REQUIREMENT -
Where the records below reach the line containing "not resolve, leaving", start transcribing, and end with the line containing "let suffix = &rest[display_end..];", exactly and with nothing else added.

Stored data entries
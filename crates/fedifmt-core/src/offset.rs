use thiserror::Error;

use crate::span::Span;

/// Placeholder substituted for a collapsed HTML tag before pattern matching.
pub const TAG_PLACEHOLDER: char = '\u{200B}';

/// Maps offsets computed on a transformed buffer back to offsets in the
/// original buffer.
///
/// The transformation is restricted to two segment shapes: verbatim runs
/// (copied byte for byte) and placeholder runs (an original tag of arbitrary
/// length collapsed to a single [`TAG_PLACEHOLDER`]). Segment starts form a
/// monotonic breakpoint table searched by binary search.
#[derive(Clone, Debug)]
pub struct OffsetMap {
    segments: Vec<Segment>,
    transformed_len: usize,
    original_len: usize,
}

#[derive(Clone, Copy, Debug)]
struct Segment {
    transformed: usize,
    original: usize,
    verbatim: bool,
}

#[derive(Clone, Copy, Debug, Eq, PartialEq, Error)]
pub enum OffsetError {
    #[error("offset {offset} past end of transformed buffer (len {len})")]
    OutOfRange { offset: usize, len: usize },
}

impl OffsetMap {
    /// The identity map for a buffer that needed no transformation.
    pub fn identity(len: usize) -> Self {
        Self {
            segments: vec![Segment {
                transformed: 0,
                original: 0,
                verbatim: true,
            }],
            transformed_len: len,
            original_len: len,
        }
    }

    /// Maps a transformed-buffer offset to the original buffer. Total over
    /// `0..=transformed_len`; anything past that is an extractor bug and
    /// surfaces as an error rather than a truncated result.
    pub fn map_back(&self, transformed: usize) -> Result<usize, OffsetError> {
        if transformed > self.transformed_len {
            return Err(OffsetError::OutOfRange {
                offset: transformed,
                len: self.transformed_len,
            });
        }
        if transformed == self.transformed_len {
            return Ok(self.original_len);
        }
        let index = match self
            .segments
            .binary_search_by_key(&transformed, |segment| segment.transformed)
        {
            Ok(index) => index,
            Err(index) => index.saturating_sub(1),
        };
        let segment = self.segments[index];
        if segment.verbatim {
            Ok(segment.original + (transformed - segment.transformed))
        } else {
            // Offsets inside a collapsed tag resolve to the tag start.
            Ok(segment.original)
        }
    }

    pub fn map_span_back(&self, span: Span) -> Result<Span, OffsetError> {
        Ok(Span {
            start: self.map_back(span.start)?,
            end: self.map_back(span.end)?,
        })
    }
}

/// Accumulates segments while the extractor collapses tags.
#[derive(Debug, Default)]
pub(crate) struct OffsetMapBuilder {
    segments: Vec<Segment>,
    transformed_len: usize,
    original_len: usize,
}

impl OffsetMapBuilder {
    pub(crate) fn new() -> Self {
        Self::default()
    }

    pub(crate) fn push_verbatim(&mut self, len: usize) {
        if len == 0 {
            return;
        }
        self.segments.push(Segment {
            transformed: self.transformed_len,
            original: self.original_len,
            verbatim: true,
        });
        self.transformed_len += len;
        self.original_len += len;
    }

    pub(crate) fn push_placeholder(&mut self, original_len: usize) {
        self.segments.push(Segment {
            transformed: self.transformed_len,
            original: self.original_len,
            verbatim: false,
        });
        self.transformed_len += TAG_PLACEHOLDER.len_utf8();
        self.original_len += original_len;
    }

    pub(crate) fn finish(mut self) -> OffsetMap {
        if self.segments.is_empty() {
            self.segments.push(Segment {
                transformed: 0,
                original: 0,
                verbatim: true,
            });
        }
        OffsetMap {
            segments: self.segments,
            transformed_len: self.transformed_len,
            original_len: self.original_len,
        }
    }
}
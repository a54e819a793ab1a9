use thiserror::Error;

/// Half-open byte-offset range `[start, end)` into a specific text buffer.
///
/// Offsets always fall on `char` boundaries of the buffer the span was
/// computed against.
#[derive(Clone, Copy, Debug, Eq, PartialEq)]
pub struct Span {
    pub start: usize,
    pub end: usize,
}

impl Span {
    pub fn new(start: usize, end: usize) -> Result<Self, SpanError> {
        if start <= end {
            Ok(Self { start, end })
        } else {
            Err(SpanError::Inverted { start, end })
        }
    }

    pub fn len(&self) -> usize {
        self.end.saturating_sub(self.start)
    }

    pub fn is_empty(&self) -> bool {
        self.start == self.end
    }

    /// Half-open ranges conflict only when both occupy at least one
    /// position; an empty span overlaps nothing.
    pub fn overlaps(&self, other: Span) -> bool {
        !self.is_empty()
            && !other.is_empty()
            && self.start < other.end
            && other.start < self.end
    }

    /// Slices the buffer this span was computed against.
    ///
    /// Panics if the span is out of bounds or off a char boundary, which
    /// would mean the span belongs to a different buffer.
    pub fn slice<'a>(&self, buffer: &'a str) -> &'a str {
        &buffer[self.start..self.end]
    }
}

#[derive(Clone, Copy, Debug, Eq, PartialEq, Error)]
pub enum SpanError {
    #[error("inverted span: start {start} > end {end}")]
    Inverted { start: usize, end: usize },
}
use std::env;
use std::fs;
use std::io::{self, Read};
use std::process;

use fedifmt_core::{
    Account, ContentType, EmojiRecord, FieldOptions, FormatOptions, StaticLinker, format,
    format_field, format_plain,
};

enum Mode {
    Status,
    Field,
    Plain,
}

fn main() {
    let mut input: Option<String> = None;
    let mut local = true;
    let mut content_type = ContentType::Plain;
    let mut mode = Mode::Status;
    let mut autoplay = false;
    let mut base_url = "https://localhost".to_string();
    let mut reblog: Option<String> = None;
    let mut emojis: Vec<EmojiRecord> = Vec::new();
    let mut linkable: Vec<Account> = Vec::new();

    let mut args = env::args().skip(1);
    while let Some(arg) = args.next() {
        match arg.as_str() {
            "-h" | "--help" => {
                print_usage();
                return;
            }
            "--remote" => local = false,
            "--field" => mode = Mode::Field,
            "--plain" => mode = Mode::Plain,
            "--autoplay" => autoplay = true,
            "--content-type" => {
                content_type = match args.next().as_deref() {
                    Some("plain") => ContentType::Plain,
                    Some("html") => ContentType::Html,
                    Some("markdown") => ContentType::Markdown,
                    _ => {
                        eprintln!("--content-type expects: plain | html | markdown");
                        process::exit(2);
                    }
                };
            }
            "--base-url" => {
                base_url = args.next().unwrap_or_else(|| {
                    eprintln!("--base-url expects a URL");
                    process::exit(2);
                });
            }
            "--reblog" => {
                reblog = Some(args.next().unwrap_or_else(|| {
                    eprintln!("--reblog expects an account handle");
                    process::exit(2);
                }));
            }
            "--emoji" => {
                let spec = args.next().unwrap_or_else(|| {
                    eprintln!("--emoji expects shortcode=url[,static_url]");
                    process::exit(2);
                });
                match parse_emoji(&spec) {
                    Some(record) => emojis.push(record),
                    None => {
                        eprintln!("invalid --emoji value: {}", spec);
                        process::exit(2);
                    }
                }
            }
            "--acct" => {
                let handle = args.next().unwrap_or_else(|| {
                    eprintln!("--acct expects user or user@domain");
                    process::exit(2);
                });
                linkable.push(parse_acct(&handle));
            }
            _ => {
                if input.is_none() {
                    input = Some(arg);
                } else {
                    eprintln!("unexpected argument: {}", arg);
                    print_usage();
                    process::exit(2);
                }
            }
        }
    }

    let text = match input {
        Some(path) => fs::read_to_string(&path).unwrap_or_else(|err| {
            eprintln!("failed to read {}: {}", path, err);
            process::exit(1);
        }),
        None => {
            let mut buffer = String::new();
            io::stdin().read_to_string(&mut buffer).unwrap_or_else(|err| {
                eprintln!("failed to read stdin: {}", err);
                process::exit(1);
            });
            buffer
        }
    };
    let text = text.trim_end_matches('\n');

    let linker = StaticLinker::new(base_url);
    let output = match mode {
        Mode::Plain => Ok(format_plain(text, local)),
        Mode::Field => {
            let options = FieldOptions {
                local,
                linkable: &linkable,
                emojis: &emojis,
                autoplay,
            };
            format_field(text, &options, &linker)
        }
        Mode::Status => {
            let options = FormatOptions {
                local,
                content_type,
                linkable: &linkable,
                emojis: &emojis,
                autoplay,
                reblog_prefix: reblog.as_deref(),
            };
            format(text, &options, &linker)
        }
    };

    match output {
        Ok(html) => println!("{}", html),
        Err(err) => {
            eprintln!("format failed: {}", err);
            process::exit(1);
        }
    }
}

fn parse_emoji(spec: &str) -> Option<EmojiRecord> {
    let (shortcode, urls) = spec.split_once('=')?;
    if shortcode.is_empty() || urls.is_empty() {
        return None;
    }
    let (url, static_url) = match urls.split_once(',') {
        Some((url, static_url)) => (url, static_url),
        None => (urls, urls),
    };
    Some(EmojiRecord::new(shortcode, url, static_url))
}

fn parse_acct(handle: &str) -> Account {
    let handle = handle.strip_prefix('@').unwrap_or(handle);
    match handle.split_once('@') {
        Some((username, domain)) => Account::remote(username, domain),
        None => Account::local(handle),
    }
}

fn print_usage() {
    eprintln!(
        "usage: fedifmt-cli [options] [file]\n\
         \n\
         Formats status text (from file or stdin) into HTML.\n\
         \n\
         options:\n\
         \x20 --content-type <plain|html|markdown>  input content type (default plain)\n\
         \x20 --remote                              treat input as foreign content (sanitize only)\n\
         \x20 --field                               profile-field mode (URL/mention linking only)\n\
         \x20 --plain                               plaintext mode (strip markup)\n\
         \x20 --autoplay                            use animated emoji assets\n\
         \x20 --emoji <code=url[,static_url]>       add a custom emoji (repeatable)\n\
         \x20 --acct <user[@domain]>                add a linkable account (repeatable)\n\
         \x20 --reblog <handle>                     prepend an RT @handle prefix\n\
         \x20 --base-url <url>                      base URL for generated links\n\
         \x20 -h, --help                            show this help"
    );
}
use crate::entity::Entity;

/// HTML-encodes a text slice for safe embedding in markup.
pub fn encode(text: &str) -> String {
    let mut out = String::with_capacity(text.len());
    let _ = pulldown_cmark_escape::escape_html(&mut out, text);
    out
}

/// Reconstructs `text` left to right, alternating gap slices with the output
/// of `substitute` for each entity.
///
/// `entities` must be sorted ascending by start and pairwise disjoint (the
/// overlap resolver's postcondition). Gap slices are HTML-encoded unless
/// `keep_html` is set, which is used when the buffer already contains trusted
/// emitted HTML. Every byte of the input is consumed exactly once: with no
/// entities the result is the encoded (or raw) whole input.
pub fn rewrite<F>(text: &str, entities: &[Entity], keep_html: bool, mut substitute: F) -> String
where
    F: FnMut(&Entity) -> String,
{
    let mut out = String::with_capacity(text.len() + text.len() / 2);
    let mut cursor = 0usize;

    for entity in entities {
        debug_assert!(cursor <= entity.span.start, "entities overlap or are unsorted");
        push_gap(&mut out, &text[cursor..entity.span.start], keep_html);
        out.push_str(&substitute(entity));
        cursor = entity.span.end;
    }
    push_gap(&mut out, &text[cursor..], keep_html);

    out
}

fn push_gap(out: &mut String, slice: &str, keep_html: bool) {
    if keep_html {
        out.push_str(slice);
    } else {
        out.push_str(&encode(slice));
    }
}
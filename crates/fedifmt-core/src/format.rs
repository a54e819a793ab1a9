use once_cell::sync::Lazy;
use regex::Regex;
use thiserror::Error;

use crate::brackets::{default_tags, neutralize_brackets, transform};
use crate::emoji::{EmojiMap, EmojiRecord, substitute_emoji};
use crate::entity::{Entity, EntityKind};
use crate::extract::{ExtractOptions, extract, extract_html};
use crate::markdown::render_markdown;
use crate::offset::OffsetError;
use crate::resolve::resolve;
use crate::rewrite::{encode, rewrite};
use crate::sanitize::{decode_entities, sanitize_foreign, strip_markup};

/// An account a mention can resolve to. `domain` is `None` for accounts on
/// the caller's own instance.
#[derive(Clone, Debug, Eq, PartialEq)]
pub struct Account {
    pub username: String,
    pub domain: Option<String>,
}

impl Account {
    pub fn local(username: impl Into<String>) -> Self {
        Self {
            username: username.into(),
            domain: None,
        }
    }

    pub fn remote(username: impl Into<String>, domain: impl Into<String>) -> Self {
        Self {
            username: username.into(),
            domain: Some(domain.into()),
        }
    }

    /// `user` or `user@domain`, without the leading `@`.
    pub fn acct(&self) -> String {
        match &self.domain {
            Some(domain) => format!("{}@{}", self.username, domain),
            None => self.username.clone(),
        }
    }
}

/// URL construction and mention lookup, resolved by the caller's routing
/// layer. `resolve_remote_mention` is best effort: returning `None` degrades
/// the mention to plain text, it never fails the format call.
pub trait Linker {
    fn tag_url(&self, name: &str) -> String;
    fn account_url(&self, account: &Account) -> String;
    fn resolve_remote_mention(&self, acct: &str) -> Option<Account> {
        let _ = acct;
        None
    }
}

/// A [`Linker`] that derives every URL from a fixed base, for tests and the
/// CLI.
#[derive(Clone, Debug)]
pub struct StaticLinker {
    pub base_url: String,
}

impl StaticLinker {
    pub fn new(base_url: impl Into<String>) -> Self {
        Self {
            base_url: base_url.into(),
        }
    }
}

impl Linker for StaticLinker {
    fn tag_url(&self, name: &str) -> String {
        format!("{}/tags/{name}", self.base_url)
    }

    fn account_url(&self, account: &Account) -> String {
        format!("{}/@{}", self.base_url, account.acct())
    }
}

#[derive(Clone, Copy, Debug, Default, Eq, PartialEq)]
pub enum ContentType {
    #[default]
    Plain,
    Html,
    Markdown,
}

/// Per-invocation configuration for [`format`]. The emoji list and linkable
/// set are owned by the caller and only borrowed for the duration of the
/// call.
#[derive(Clone, Copy, Debug)]
pub struct FormatOptions<'a> {
    /// Content authored on this instance. Foreign content takes the
    /// sanitize-only path instead.
    pub local: bool,
    pub content_type: ContentType,
    /// Accounts mentionable without an external lookup.
    pub linkable: &'a [Account],
    pub emojis: &'a [EmojiRecord],
    pub autoplay: bool,
    /// Handle prepended as `RT @handle ` before any annotation.
    pub reblog_prefix: Option<&'a str>,
}

impl Default for FormatOptions<'_> {
    fn default() -> Self {
        Self {
            local: true,
            content_type: ContentType::Plain,
            linkable: &[],
            emojis: &[],
            autoplay: false,
            reblog_prefix: None,
        }
    }
}

/// Configuration for [`format_field`], the single-line profile-field
/// variant.
#[derive(Clone, Copy, Debug)]
pub struct FieldOptions<'a> {
    pub local: bool,
    pub linkable: &'a [Account],
    pub emojis: &'a [EmojiRecord],
    pub autoplay: bool,
}

impl Default for FieldOptions<'_> {
    fn default() -> Self {
        Self {
            local: true,
            linkable: &[],
            emojis: &[],
            autoplay: false,
        }
    }
}

#[derive(Debug, Error)]
pub enum FormatError {
    /// An extraction span could not be mapped back to its original buffer.
    /// This is an extractor/resolver bug, never a property of user input, so
    /// it surfaces instead of producing corrupted output.
    #[error("entity span could not be mapped back: {0}")]
    Offset(#[from] OffsetError),
}

/// Formats status text into safe, linkified, emoji-substituted HTML.
pub fn format(
    text: &str,
    options: &FormatOptions<'_>,
    linker: &dyn Linker,
) -> Result<String, FormatError> {
    if !options.local {
        return Ok(sanitize_foreign(text));
    }

    let emoji_map = EmojiMap::build(options.emojis, options.autoplay);
    let prefixed;
    let text = match options.reblog_prefix {
        Some(handle) => {
            prefixed = format!("RT @{handle} {text}");
            prefixed.as_str()
        }
        None => text,
    };

    let html = match options.content_type {
        ContentType::Plain => {
            let text = normalize_newlines(text);
            let entities = resolve(extract(&text, &ExtractOptions::default()));
            let linked = rewrite(&text, &entities, false, |entity| {
                substitute(entity, &text, false, options.linkable, linker)
            });
            wrap_paragraphs(&linked)
        }
        ContentType::Html => {
            let entities = resolve(extract_html(text, &ExtractOptions::default())?);
            rewrite(text, &entities, true, |entity| {
                substitute(entity, text, true, options.linkable, linker)
            })
        }
        ContentType::Markdown => {
            let rendered = render_markdown(text);
            let entities = resolve(extract_html(&rendered, &ExtractOptions::default())?);
            rewrite(&rendered, &entities, true, |entity| {
                substitute(entity, &rendered, true, options.linkable, linker)
            })
        }
    };

    let html = substitute_emoji(&html, &emoji_map);
    let html = neutralize_brackets(&html);
    match transform(&html, default_tags()) {
        Ok(out) => Ok(out),
        Err(error) => {
            tracing::warn!(%error, "bracket markup pass failed, passing content through");
            Ok(html)
        }
    }
}

/// Strips markup for plaintext surfaces. Local text is already plain.
pub fn format_plain(text: &str, local: bool) -> String {
    if local {
        text.to_string()
    } else {
        strip_markup(text)
    }
}

/// Formats a single-line profile field: URL and mention linking plus emoji
/// substitution, with no paragraph wrapping and no bracket markup.
pub fn format_field(
    text: &str,
    options: &FieldOptions<'_>,
    linker: &dyn Linker,
) -> Result<String, FormatError> {
    if !options.local {
        return Ok(sanitize_foreign(text));
    }

    let emoji_map = EmojiMap::build(options.emojis, options.autoplay);
    let extract_options = ExtractOptions {
        skip_hashtags: true,
        ..Default::default()
    };
    let entities = resolve(extract(text, &extract_options));
    let linked = rewrite(text, &entities, false, |entity| {
        substitute(entity, text, false, options.linkable, linker)
    });
    Ok(substitute_emoji(&linked, &emoji_map))
}

fn substitute(
    entity: &Entity,
    buffer: &str,
    keep_html: bool,
    linkable: &[Account],
    linker: &dyn Linker,
) -> String {
    match &entity.kind {
        // URLs lifted out of an HTML buffer carry entity-encoded text;
        // decode before the anchor builder re-encodes.
        EntityKind::Url { href } if keep_html => link_html(&decode_entities(href)),
        EntityKind::Url { href } => link_html(href),
        EntityKind::Hashtag { name } => hashtag_html(name, linker),
        EntityKind::Mention { acct } => match resolve_mention(acct, linkable, linker) {
            Some(account) => {
                let url = linker.account_url(&account);
                mention_html(&account, &url)
            }
            None => passthrough(entity, buffer, keep_html),
        },
        EntityKind::Shortcode { .. } | EntityKind::MarkdownLink => {
            passthrough(entity, buffer, keep_html)
        }
    }
}

fn passthrough(entity: &Entity, buffer: &str, keep_html: bool) -> String {
    let slice = entity.span.slice(buffer);
    if keep_html {
        slice.to_string()
    } else {
        encode(slice)
    }
}

fn resolve_mention(acct: &str, linkable: &[Account], linker: &dyn Linker) -> Option<Account> {
    if let Some(account) = linkable
        .iter()
        .find(|account| account.acct().eq_ignore_ascii_case(acct))
    {
        return Some(account.clone());
    }
    let resolved = linker.resolve_remote_mention(acct);
    if resolved.is_none() {
        tracing::debug!(acct, "mention did not resolve, leaving it unlinked");
    }
    resolved
}

static URL_PREFIX_RE: Lazy<Regex> = Lazy::new(|| Regex::new(r"(?i)^https?://(?:www\.)?").unwrap());

const URL_DISPLAY_CHARS: usize = 30;

/// The three-span anchor the original formatter emits: invisible prefix,
/// display window capped at 30 characters, invisible suffix.
fn link_html(href: &str) -> String {
    let prefix_len = URL_PREFIX_RE.find(href).map_or(0, |found| found.end());
    let prefix = &href[..prefix_len];
    let rest = &href[prefix_len..];
    let display_end = rest
        .char_indices()
        .nth(URL_DISPLAY_CHARS)
        .map_or(rest.len(), |(index, _)| index);
    let display = &rest[..display_end];
    let suffix = &rest[display_end..];
    let class = if suffix.is_empty() { "" } else { "ellipsis" };

    format!(
        "<a href=\"{}\" target=\"_blank\" rel=\"nofollow noopener\">\
         <span class=\"invisible\">{}</span>\
         <span class=\"{class}\">{}</span>\
         <span class=\"invisible\">{}</span></a>",
        encode(href),
        encode(prefix),
        encode(display),
        encode(suffix),
    )
}

fn mention_html(account: &Account, url: &str) -> String {
    format!(
        "<span class=\"h-card\"><a href=\"{}\" class=\"u-url mention\">@<span>{}</span></a></span>",
        encode(url),
        encode(&account.username),
    )
}

fn hashtag_html(name: &str, linker: &dyn Linker) -> String {
    let url = linker.tag_url(&name.to_lowercase());
    format!(
        "<a href=\"{}\" class=\"mention hashtag\">#<span>{}</span></a>",
        encode(&url),
        encode(name),
    )
}

fn normalize_newlines(text: &str) -> String {
    text.replace("\r\n", "\n").replace('\r', "\n")
}

static PARAGRAPH_SPLIT_RE: Lazy<Regex> = Lazy::new(|| Regex::new(r"\n{2,}").unwrap());

/// Blank-line-separated blocks become `<p>` elements; single newlines become
/// `<br/>`. No newline characters survive into the output.
fn wrap_paragraphs(html: &str) -> String {
    let mut out = String::with_capacity(html.len() + 16);
    for paragraph in PARAGRAPH_SPLIT_RE.split(html) {
        if paragraph.is_empty() {
            continue;
        }
        out.push_str("<p>");
        out.push_str(&paragraph.replace('\n', "<br/>"));
        out.push_str("</p>");
    }
    out
}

OUTPUT OF THE TASK -
        tracing::debug!(acct, "mention did not resolve, leaving it unlinked");
    }
    resolved
}

static URL_PREFIX_RE: Lazy<Regex> = Lazy::new(|| Regex::new(r"(?i)^https?://(?:www\.)?").unwrap());

const URL_DISPLAY_CHARS: usize = 30;

/// The three-span anchor the original formatter emits: invisible prefix,
/// display window capped at 30 characters, invisible suffix.
fn link_html(href: &str) -> String {
    let prefix_len = URL_PREFIX_RE.find(href).map_or(0, |found| found.end());
    let prefix = &href[..prefix_len];
    let rest = &href[prefix_len..];
    let display_end = rest
        .char_indices()
        .nth(URL_DISPLAY_CHARS)
        .map_or(rest.len(), |(index, _)| index);
    let display = &rest[..display_end];
    let suffix = &rest[display_end..];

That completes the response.